Personal details
- Born: 17 January 1907 Lar, United Provinces (present-day Uttar Pradesh, India)
- Died: 13 March 1972 (aged 65)
- Profession: Lawyer Politician

= Zahirul Hasnain Lari =

Pakistani politician (1907 – 1972)

Zahirul Hasnain Lari (17 January 1907 – 13 March 1972) was a lawyer and a known Muslim League leader from United Provinces. He was a Pakistan movement activist and some acts of nationalism in his student life in India are noted.

==Early life==
Zahirul Hasnain Lari was born in Lar, Uttar Pradesh India on 17 January 1907. He was born to parents (Father Abdus Shakoor) who belonged to the historic local Muslim community Iraqi Biradari.
He was educated at Aligarh Muslim University Aligarh, receiving respectively, a B.A. (1927) degree, M.A., LL.B. (1930) degree and he was a notable alumnus. After graduation in Law, Zahirul Hasnain practiced as a lawyer at Gorakhpur district court. He enrolled as an Advocate in the High Court Allahabad where his family lived before migration to Pakistan in 1950.

==Political life==
1937 Indian provincial elections under Government of India Act 1935: Muslim League President Muhammad Ali Jinnah took a nationalist stance and emulated the Congress electoral campaign and appointed Muslim League Parliamentary Boards for the 1937 elections. The strategy mentioned above did not work as the Muslim League barely won 29 seats from the Muslim-reserved 66 seats or 29 in total U.P. assembly seats 288.
On the other hand, the Congress Party won a simple majority of 138 to form the government. Zahirul Hasnain won the 1937 U.P. Legislative Assembly election from Gorakhpur reserved seat.
As an important Muslim League leader from United Province he served the deputy leader of the opposition post in U.P. Legislative Assembly.

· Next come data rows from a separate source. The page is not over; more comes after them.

/// Validates every command stream in the bundle.
pub fn check_bundle(bundle: &Bundle) -> Vec<Issue> {
    let mut issues = Vec::new();
    let mut registered = HashSet::new();
    for component in &bundle.components {
        if !registered.insert(component.id) {
            issues.push(Issue {
                severity: Severity::Warning,
                location: format!("component {}", component.id),
                message: "template is defined more than once, the last definition wins".to_string(),
            });
        }
    }

    let mut checker = Checker {
        registered: &registered,
        issues: &mut issues,
    };
    for component in &bundle.components {
        checker.check_stream(&format!("component {}", component.id), &component.commands);
    }
    checker.check_stream("host", &bundle.host);
    checker.check_stream("document.body", &bundle.document.body);
    check_component_cycles(bundle, &mut issues);
    issues
}

/// Reports component templates that reach themselves through their own
/// commands; rendering any of them cannot terminate.
fn check_component_cycles(bundle: &Bundle, issues: &mut Vec<Issue>) {
    let mut uses: HashMap<TemplateId, Vec<TemplateId>> = HashMap::new();
    for component in &bundle.components {
        let mut used = Vec::new();
        collect_component_uses(&component.commands, &mut used);
        uses.insert(component.id, used);
    }

    let mut done = HashSet::new();
    for component in &bundle.components {
        let mut path = Vec::new();
        find_cycles(component.id, &uses, &mut path, &mut done, issues);
    }
}

fn collect_component_uses(commands: &[RenderTemplateCmd], used: &mut Vec<TemplateId>) {
    for cmd in commands {
        match cmd {
            RenderTemplateCmd::BeginComponent(component) => {
                if !used.contains(&component.template_id) {
                    used.push(component.template_id);
                }
            }
            RenderTemplateCmd::EmbeddedTemplate(template) => {
                collect_component_uses(&template.children, used);
            }
            _ => {}
        }
    }
}

fn find_cycles(
    template_id: TemplateId,
    uses: &HashMap<TemplateId, Vec<TemplateId>>,
    path: &mut Vec<TemplateId>,
    done: &mut HashSet<TemplateId>,
    issues: &mut Vec<Issue>,
) {
    if let Some(start) = path.iter().position(|id| *id == template_id) {
        let chain = path[start..]
            .iter()
            .chain(std::iter::once(&template_id))
            .map(ToString::to_string)
            .collect::<Vec<_>>()
            .join(" -> ");
        issues.push(Issue {
            severity: Severity::Error,
            location: format!("component {template_id}"),
            message: format!("component template {template_id} contains itself ({chain})"),
        });
        return;
    }
    if done.contains(&template_id) {
        return;
    }
    path.push(template_id);
    for used in uses.get(&template_id).into_iter().flatten() {
        find_cycles(*used, uses, path, done, issues);
    }
    path.pop();
    done.insert(template_id);
}

enum Open<'a> {
    Element(&'a str),
    Component(&'a str),
}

1946 Indian provincial elections: Zahirul Hasnain was re-elected to the U.P. Assembly in 1946 and became Deputy Leader of the Opposition (1946-1948). It is noteworthy that the 1946 election was fought with a different strategy under Zahirul Hasnain as a member of the parliamentary board of the Muslim League. The result of this election was astonishing (e.g. United Provinces ||66||54||82%). In general, the Muslim League with the new strategy won the most seats from Muslim reserved seats in every province including Muslim-majority provinces, Punjab, and Bengal. Therefore, the 1946 election would effectively form a referendum if the Indian Muslims were to vote on the creation of Pakistan. In this connection, it was noted that Z.H. Lari, deputy leader of the opposition, intervened in the United Province assembly on the unity issue.

Constituent Assembly of India: The British government planned an early election in provinces in 1946. It was planned that these provincial assemblies then elect a new Constituent Assembly before the independence of India. Zahirul Hasnain Lari was appointed to the Constituent Assembly from the United Provinces on a Muslim League ticket. He made important interventions in the debates on cultural, educational rights of minorities, the right to life and liberty, and equal opportunity. The example of some of the interventions mentioned above is referred to here.

==Migration==
Zahirul Hasnain Lari resigned from the Assembly in 1949. In May 1950, Lari migrated to Pakistan. He was appointed as the additional judge of the Sindh Chief Court till December 1952. Later, he resigned from this post to join the Karachi bar.

==Death==
Zahirul Hasnain Lari died on 13 March 1972 in Karachi.